[Records from a dataset]
◇ ◇ ◇

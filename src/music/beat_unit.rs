// Copyright (c) 2026 Robert L. Snyder, Sierra Vista, AZ
// Licensed under the MIT License. See LICENSE file in the project root for details.

//! Beat units: the note value that one beat represents.
//!
//! A beat unit is a fraction of a whole note. Tempo is always expressed
//! in pulses of a measure's beat unit.

use std::fmt;
use std::str::FromStr;

use serde::{Deserialize, Serialize};

use crate::error::{EngineError, Result};

/// Note value used as the tempo pulse
#[derive(Debug, Clone, Copy, PartialEq, Eq, Hash, Serialize, Deserialize)]
#[serde(try_from = "String", into = "String")]
pub enum BeatUnit {
    Whole,
    Half,
    DottedHalf,
    Quarter,
    DottedQuarter,
    Eighth,
    DottedEighth,
    Sixteenth,
    DottedSixteenth,
    ThirtySecond,
    SixtyFourth,
}

impl BeatUnit {
    /// Every supported beat unit, longest first (dotted values follow their base)
    pub const ALL: [BeatUnit; 11] = [
        BeatUnit::Whole,
        BeatUnit::Half,
        BeatUnit::DottedHalf,
        BeatUnit::Quarter,
        BeatUnit::DottedQuarter,
        BeatUnit::Eighth,
        BeatUnit::DottedEighth,
        BeatUnit::Sixteenth,
        BeatUnit::DottedSixteenth,
        BeatUnit::ThirtySecond,
        BeatUnit::SixtyFourth,
    ];

    /// Numerator and denominator of the fraction of a whole note
    pub fn fraction(self) -> (u32, u32) {
        match self {
            BeatUnit::Whole => (1, 1),
            BeatUnit::Half => (1, 2),
            BeatUnit::DottedHalf => (3, 4),
            BeatUnit::Quarter => (1, 4),
            BeatUnit::DottedQuarter => (3, 8),
            BeatUnit::Eighth => (1, 8),
            BeatUnit::DottedEighth => (3, 16),
            BeatUnit::Sixteenth => (1, 16),
            BeatUnit::DottedSixteenth => (3, 32),
            BeatUnit::ThirtySecond => (1, 32),
            BeatUnit::SixtyFourth => (1, 64),
        }
    }

    /// Fraction of a whole note (0.25 for a quarter)
    pub fn value(self) -> f64 {
        let (num, den) = self.fraction();
        num as f64 / den as f64
    }

    /// Canonical display name
    pub fn name(self) -> &'static str {
        match self {
            BeatUnit::Whole => "WHOLE",
            BeatUnit::Half => "HALF",
            BeatUnit::DottedHalf => "DOTTED HALF",
            BeatUnit::Quarter => "QUARTER",
            BeatUnit::DottedQuarter => "DOTTED QUARTER",
            BeatUnit::Eighth => "EIGHTH",
            BeatUnit::DottedEighth => "DOTTED EIGHTH",
            BeatUnit::Sixteenth => "SIXTEENTH",
            BeatUnit::DottedSixteenth => "DOTTED SIXTEENTH",
            BeatUnit::ThirtySecond => "THIRTY-SECOND",
            BeatUnit::SixtyFourth => "64TH",
        }
    }

    /// Whether this is a dotted value
    pub fn is_dotted(self) -> bool {
        self.fraction().0 == 3
    }

    /// Fraction string, e.g. "1/2" for a half, "3/8" for a dotted quarter
    pub fn to_fraction_string(self) -> String {
        let (num, den) = self.fraction();
        format!("{}/{}", num, den)
    }

    /// Look up a beat unit by display name.
    ///
    /// Case-insensitive; underscores and hyphens are treated as spaces so
    /// "DOTTED_EIGHTH" and "thirty second" are accepted as well.
    pub fn from_name(name: &str) -> Result<Self> {
        let normalized = name.trim().to_uppercase().replace(['_', '-'], " ");
        match normalized.as_str() {
            "WHOLE" => Ok(BeatUnit::Whole),
            "HALF" => Ok(BeatUnit::Half),
            "DOTTED HALF" => Ok(BeatUnit::DottedHalf),
            "QUARTER" => Ok(BeatUnit::Quarter),
            "DOTTED QUARTER" => Ok(BeatUnit::DottedQuarter),
            "EIGHTH" => Ok(BeatUnit::Eighth),
            "DOTTED EIGHTH" => Ok(BeatUnit::DottedEighth),
            "SIXTEENTH" => Ok(BeatUnit::Sixteenth),
            "DOTTED SIXTEENTH" => Ok(BeatUnit::DottedSixteenth),
            "THIRTY SECOND" => Ok(BeatUnit::ThirtySecond),
            "64TH" | "SIXTY FOURTH" => Ok(BeatUnit::SixtyFourth),
            _ => Err(EngineError::validation(format!(
                "Invalid beat unit name: {:?}",
                name
            ))),
        }
    }

    /// Look up a beat unit by its fraction ("1/4", "3/8") or a bare integer ("1").
    ///
    /// Fractions are compared by value, so "2/8" resolves to a quarter.
    pub fn from_fraction_string(s: &str) -> Result<Self> {
        let invalid = || EngineError::validation(format!("Invalid beat unit string: {:?}", s));

        let trimmed = s.trim();
        let (num, den) = match trimmed.split_once('/') {
            Some((n, d)) => (
                n.trim().parse::<u32>().map_err(|_| invalid())?,
                d.trim().parse::<u32>().map_err(|_| invalid())?,
            ),
            None => (trimmed.parse::<u32>().map_err(|_| invalid())?, 1),
        };
        if den == 0 {
            return Err(invalid());
        }

        BeatUnit::ALL
            .iter()
            .copied()
            .find(|unit| {
                let (n, d) = unit.fraction();
                num as u64 * d as u64 == den as u64 * n as u64
            })
            .ok_or_else(invalid)
    }
}

impl Default for BeatUnit {
    fn default() -> Self {
        BeatUnit::Quarter
    }
}

impl fmt::Display for BeatUnit {
    fn fmt(&self, f: &mut fmt::Formatter<'_>) -> fmt::Result {
        write!(f, "{}", self.name())
    }
}

impl FromStr for BeatUnit {
    type Err = EngineError;

    /// Accepts either a fraction string or a display name
    fn from_str(s: &str) -> Result<Self> {
        BeatUnit::from_fraction_string(s).or_else(|_| BeatUnit::from_name(s))
    }
}

impl TryFrom<String> for BeatUnit {
    type Error = EngineError;

    fn try_from(s: String) -> Result<Self> {
        s.parse()
    }
}

impl From<BeatUnit> for String {
    fn from(unit: BeatUnit) -> Self {
        unit.to_fraction_string()
    }
}

#[cfg(test)]
mod tests {
    use super::*;
    use std::collections::HashSet;

    #[test]
    fn test_fraction_string_round_trip() {
        for unit in BeatUnit::ALL {
            let s = unit.to_fraction_string();
            assert_eq!(BeatUnit::from_fraction_string(&s).unwrap(), unit, "{}", s);
        }
    }

    #[test]
    fn test_name_round_trip() {
        for unit in BeatUnit::ALL {
            assert_eq!(BeatUnit::from_name(unit.name()).unwrap(), unit);
        }
    }

    #[test]
    fn test_units_are_unique() {
        let names: HashSet<_> = BeatUnit::ALL.iter().map(|u| u.name()).collect();
        let fractions: HashSet<_> = BeatUnit::ALL.iter().map(|u| u.to_fraction_string()).collect();
        assert_eq!(names.len(), 11);
        assert_eq!(fractions.len(), 11);
    }

    #[test]
    fn test_values() {
        assert_eq!(BeatUnit::Quarter.value(), 0.25);
        assert_eq!(BeatUnit::DottedQuarter.value(), 0.375);
        assert_eq!(BeatUnit::SixtyFourth.value(), 1.0 / 64.0);
        assert!(BeatUnit::DottedHalf.is_dotted());
        assert!(!BeatUnit::Half.is_dotted());
    }

    #[test]
    fn test_lenient_parsing() {
        assert_eq!(BeatUnit::from_fraction_string("1").unwrap(), BeatUnit::Whole);
        assert_eq!(BeatUnit::from_fraction_string(" 2/8 ").unwrap(), BeatUnit::Quarter);
        assert_eq!(BeatUnit::from_name("dotted_eighth").unwrap(), BeatUnit::DottedEighth);
        assert_eq!(BeatUnit::from_name("THIRTY_SECOND").unwrap(), BeatUnit::ThirtySecond);
        assert_eq!("3/16".parse::<BeatUnit>().unwrap(), BeatUnit::DottedEighth);
        assert_eq!("half".parse::<BeatUnit>().unwrap(), BeatUnit::Half);
    }

    #[test]
    fn test_invalid_input() {
        let bad_inputs = [
            "",
            "1/0",
            "1/3",
            "five",
            "3/4/4",
            "-1/4",
            "18446744073709551615/4",
            "4/18446744073709551615",
        ];
        for bad in bad_inputs {
            let err = BeatUnit::from_fraction_string(bad).unwrap_err();
            assert!(matches!(err, EngineError::Validation(_)), "{:?}", bad);
        }
        assert!(matches!(
            BeatUnit::from_name("TRIPLET"),
            Err(EngineError::Validation(_))
        ));
    }

    #[test]
    fn test_display() {
        assert_eq!(BeatUnit::DottedQuarter.to_string(), "DOTTED QUARTER");
        assert_eq!(BeatUnit::default(), BeatUnit::Quarter);
    }
}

◇ ◇ ◇

Requirement: Set down, exactly as they appear, the lines above from the first one to the line that holds "the tempo pulse", both included, please, and no others.

Answer to the problem:
filename src/music/beat_unit.rs
// Copyright (c) 2026 Robert L. Snyder, Sierra Vista, AZ
// Licensed under the MIT License. See LICENSE file in the project root for details.

//! Beat units: the note value that one beat represents.
//!
//! A beat unit is a fraction of a whole note. Tempo is always expressed
//! in pulses of a measure's beat unit.

use std::fmt;
use std::str::FromStr;

use serde::{Deserialize, Serialize};

use crate::error::{EngineError, Result};

/// Note value used as the tempo pulse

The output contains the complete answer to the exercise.